Camron and I arrived on the river by noon and were pleasantly surprised to find "steelhead green" water in the midsection of the river.
Camron and I quickly geared up and began fly fishing some of our favorite water in the upper and mid-section of the river.
It was clear after a few hours of no fish and no other angling pressure that we were too high in the river system. The fish, and likely the angling pressure, were downriver. Camron and I headed down-river to find many more anglers and unfortunately, murky water. Several feeder creeks were pumping in mud from the Camas Prairie, reducing the water clarity to about 5 inches. We knew where we could find fish, however, and how to catch them. We arrived at the "Private Hole" and began drifting corky and yarn. Not long after, Camron tied into the first fish of the trip, a gorgeous colored male.
I hooked a feisty specimen but lost it near the bank. Before long it was dark and Camron and I packed it up for the day. As a scouting day, we learned where we would need to concentrate our efforts for the rest of the trip.

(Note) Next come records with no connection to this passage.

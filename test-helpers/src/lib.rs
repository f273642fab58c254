pub mod mock;

pub use search_api::Catalog;

use payloads::{APIClient, ClientError};
use reqwest::StatusCode;
use search_api::{
    Config,
    telemetry::{get_subscriber, init_subscriber, log_error},
};
use secrecy::SecretString;

/// Key the spawned api accepts.
pub const TEST_API_KEY: &str = "test-api-key";

pub struct TestApp {
    /// Port the OS assigned to this app.
    pub port: u16,
    pub client: APIClient,
}

impl TestApp {
    /// A client pointed at this app but sending the wrong key.
    pub fn client_with_key(&self, key: &str) -> APIClient {
        APIClient {
            address: self.client.address.clone(),
            api_key: SecretString::from(key.to_string()),
            inner_client: reqwest::Client::new(),
        }
    }
}

pub async fn spawn_app_on_port(port: u16, catalog: Catalog) -> TestApp {
    // Only the first app in a test binary gets to install the subscriber
    let _ = init_subscriber(get_subscriber("error"));

    let mut config = Config {
        ip: "127.0.0.1".into(),
        port,
        api_key: SecretString::from(TEST_API_KEY.to_string()),
        allowed_origins: vec!["*".to_string()],
    };

    let server = search_api::build(&mut config, catalog)
        .expect("Failed to bind test server");
    tokio::spawn(async move {
        if let Err(e) = server.await {
            log_error(e);
        }
    });

    TestApp {
        port: config.port,
        client: APIClient {
            address: format!("http://127.0.0.1:{}", config.port),
            api_key: SecretString::from(TEST_API_KEY.to_string()),
            inner_client: reqwest::Client::new(),
        },
    }
}

/// Use OS-assigned port for parallel testing.
pub async fn spawn_app() -> TestApp {
    spawn_app_on_port(0, Catalog::demo()).await
}

/// Spawn an app serving a specific catalog.
pub async fn spawn_app_with(catalog: Catalog) -> TestApp {
    spawn_app_on_port(0, catalog).await
}

/// Assert that the result of an API action results in a specific status code.
pub fn assert_status_code<T>(
    result: Result<T, ClientError>,
    expected: StatusCode,
) {
    match result {
        Err(ClientError::APIError(code, _)) => {
            assert_eq!(code, expected)
        }
        _ => panic!("Expected APIError"),
    };
}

The following morning we found ourselves in the same hole once again. Once again, Camron hooked into the first fish.
I hooked one myself, but lost it. Camron, however, had the magic touch and connected with another nice female.
In search of clearer water and after no more hookups as the morning progressed, we decided to move to another location several miles upstream. With the current flows, we hoped the fish would channel into a small "bucket" near a sandbar. After wading across the river and drifting our flies through the bucket, we realized flows were just too low to truly hold any numbers of fish. We now had the water clarity we desired, but not the flows or the fish, it seemed.
I decided to try fishing some other water that occasionally held fish and was quickly rewarded with a hookup. As good as it felt to have a fish on my fly rod, I knew immediately it was a small one.